Dr Heather Duncan, intensive care consultation and lead of the RAPID (Real-time Adaptive and Predictive Indicator of Deterioration) project at the Birmingham Women's and Children's NHS Foundation Trust says this new wireless technology is “reshaping the future of healthcare for both patients and healthcare professionals” and “offering so many benefits to everyone”.

In an article featured in the Clinical Services Journal, she says: “Wireless technology is enabling healthcare providers to monitor patients in real-time and continuously, while being able to act more quickly on critical patient data. Now, for the first time ever, clinicians can look at each patient’s vital signs and see how they change over a longer period of time.”

Dr Duncan is currently leading the RAPID project in which she is using the Patient Status Engine, a CE marked, Class IIa continuous monitoring platform, and the Lifetouch wearable patch sensor, to take wireless continuous observations from patients and then use this data to understand, in real-time, what is normal for each patient and to detect the changing patterns in their physiology.
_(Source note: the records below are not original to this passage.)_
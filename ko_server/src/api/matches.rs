//! Bracket and match result API handlers.
//!
//! # Examples
//!
//! Fetch the bracket (generated on first access):
//! ```bash
//! curl http://localhost:8080/api/v1/tournaments/1/matches
//! ```
//!
//! Record a result:
//! ```bash
//! curl -X POST http://localhost:8080/api/v1/tournaments/1/matches/12 \
//!   -H "Content-Type: application/json" \
//!   -d '{"score_a": 3, "score_b": 1}'
//! ```

use axum::{
    Json,
    extract::{Path, State},
    http::StatusCode,
};
use knockout::bracket::{
    BracketSlot, CompetitorId, FINAL_ROUND, Group, SlotId, SlotState, TournamentId,
};
use serde::{Deserialize, Serialize};

use super::AppState;
use super::errors::ApiError;
use crate::metrics;

#[derive(Debug, Deserialize)]
pub struct RecordResultRequest {
    pub score_a: i32,
    pub score_b: i32,
}

/// One bracket slot as presented to clients
#[derive(Debug, Serialize, Deserialize)]
pub struct MatchResponse {
    pub id: SlotId,
    pub round: i32,
    pub round_label: String,
    pub group: Group,
    pub competitor_a: Option<CompetitorId>,
    pub competitor_b: Option<CompetitorId>,
    pub score_a: Option<i32>,
    pub score_b: Option<i32>,
    pub winner: Option<CompetitorId>,
    pub is_bye: bool,
    pub state: SlotState,
}

impl From<BracketSlot> for MatchResponse {
    fn from(slot: BracketSlot) -> Self {
        Self {
            round_label: slot.round_label().to_string(),
            state: slot.state(),
            id: slot.id,
            round: slot.round,
            group: slot.group,
            competitor_a: slot.competitor_a,
            competitor_b: slot.competitor_b,
            score_a: slot.score_a,
            score_b: slot.score_b,
            winner: slot.winner,
            is_bye: slot.is_bye,
        }
    }
}

/// Bracket of a tournament, first round first.
///
/// Generates the bracket when the tournament has none yet; registration is
/// closed from then on.
///
/// # Errors
///
/// - `404 Not Found`: Unknown tournament
/// - `422 Unprocessable Entity`: Fewer than two competitors
pub async fn list_matches(
    State(state): State<AppState>,
    Path(tournament_id): Path<TournamentId>,
) -> Result<Json<Vec<MatchResponse>>, ApiError> {
    let view = state.manager.open_bracket(tournament_id).await?;
    if let Some(built) = view.built {
        metrics::brackets_generated_total(built.competitors);
    }

    Ok(Json(view.slots.into_iter().map(MatchResponse::from).collect()))
}

/// Record the result of a ready match.
///
/// Returns `201 Created` with the decided slot.
///
/// # Errors
///
/// - `404 Not Found`: Unknown slot
/// - `409 Conflict`: Slot belongs to another tournament
/// - `422 Unprocessable Entity`: Result already recorded, slot not ready, or tied/negative score
pub async fn record_result(
    State(state): State<AppState>,
    Path((tournament_id, slot_id)): Path<(TournamentId, SlotId)>,
    Json(request): Json<RecordResultRequest>,
) -> Result<(StatusCode, Json<MatchResponse>), ApiError> {
    let slot = state
        .manager
        .record_result(slot_id, tournament_id, request.score_a, request.score_b)
        .await?;

    metrics::results_recorded_total(&slot.round_label().to_string());
    if slot.round <= FINAL_ROUND {
        let finalized = state
            .manager
            .get_tournament(tournament_id)
            .await
            .is_ok_and(|t| t.is_finalized);
        if finalized {
            metrics::tournaments_finalized_total();
        }
    }

    Ok((StatusCode::CREATED, Json(MatchResponse::from(slot))))
}
//! Database module providing PostgreSQL connection pooling and the entity store.
//!
//! The bracket engine only talks to the [`BracketStore`] trait. This module
//! provides the PostgreSQL implementation on top of an sqlx pool and an
//! in-memory implementation.

use sqlx::postgres::{PgPool, PgPoolOptions};
use std::time::Duration;

pub mod config;
pub mod memory;
pub mod repository;

pub use config::{DatabaseConfig, DatabaseConfigError};
pub use memory::MemoryBracketStore;
pub use repository::{BracketStore, PgBracketStore, StoreError, StoreResult, StoreTx};

/// Database connection pool wrapper
#[derive(Clone)]
pub struct Database {
    pool: PgPool,
}

impl Database {
    /// Create a new database connection pool
    ///
    /// # Examples
    ///
    /// ```no_run
    /// use knockout::db::{Database, DatabaseConfig};
    ///
    /// #[tokio::main]
    /// async fn main() -> Result<(), Box<dyn std::error::Error>> {
    ///     let config = DatabaseConfig::from_env()?;
    ///     let db = Database::new(&config).await?;
    ///     db.migrate().await?;
    ///     Ok(())
    /// }
    /// ```
    pub async fn new(config: &DatabaseConfig) -> Result<Self, sqlx::Error> {
        let pool = PgPoolOptions::new()
            .max_connections(config.max_connections)
            .min_connections(config.min_connections)
            .acquire_timeout(Duration::from_secs(config.connection_timeout_secs))
            .idle_timeout(Duration::from_secs(config.idle_timeout_secs))
            .max_lifetime(Duration::from_secs(config.max_lifetime_secs))
            .connect(&config.database_url)
            .await?;

        Ok(Self { pool })
    }

    /// Get a reference to the connection pool
    pub fn pool(&self) -> &PgPool {
        &self.pool
    }

    /// Apply the embedded schema migrations
    pub async fn migrate(&self) -> Result<(), sqlx::migrate::MigrateError> {
        sqlx::migrate!("./migrations").run(&self.pool).await
    }

    /// Entity store backed by this pool
    pub fn store(&self) -> PgBracketStore {
        PgBracketStore::new(self.pool.clone())
    }

    /// Close the database connection pool
    pub async fn close(self) {
        self.pool.close().await;
    }
}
“This continuous monitoring allows deterioration to be recognised, triggering an alert and provoking timely intervention to prevent patients suffering further deterioration and death,” she says. “This is the first time this technology has been used anywhere in the world.”

Since starting the project, doctors and nurses in the hospital can now analyse and model large volumes of data and focus on a more proactive care delivery model rather than a reactive one.

Dr Duncan says the benefits of using this technology are vast:  

“Looking to the future, I think for children, wireless monitoring is the way forward,” she says. “It will have wide applications across the NHS and healthcare globally and could help save money currently spent on expensive monitors. This type of technology is changing the face of healthcare as we know it.”

The PSE, which is in hospitals globally, has monitored more than 1,200 patients at the Birmingham Women's and Children's NHS Foundation Trust in the last 18 months.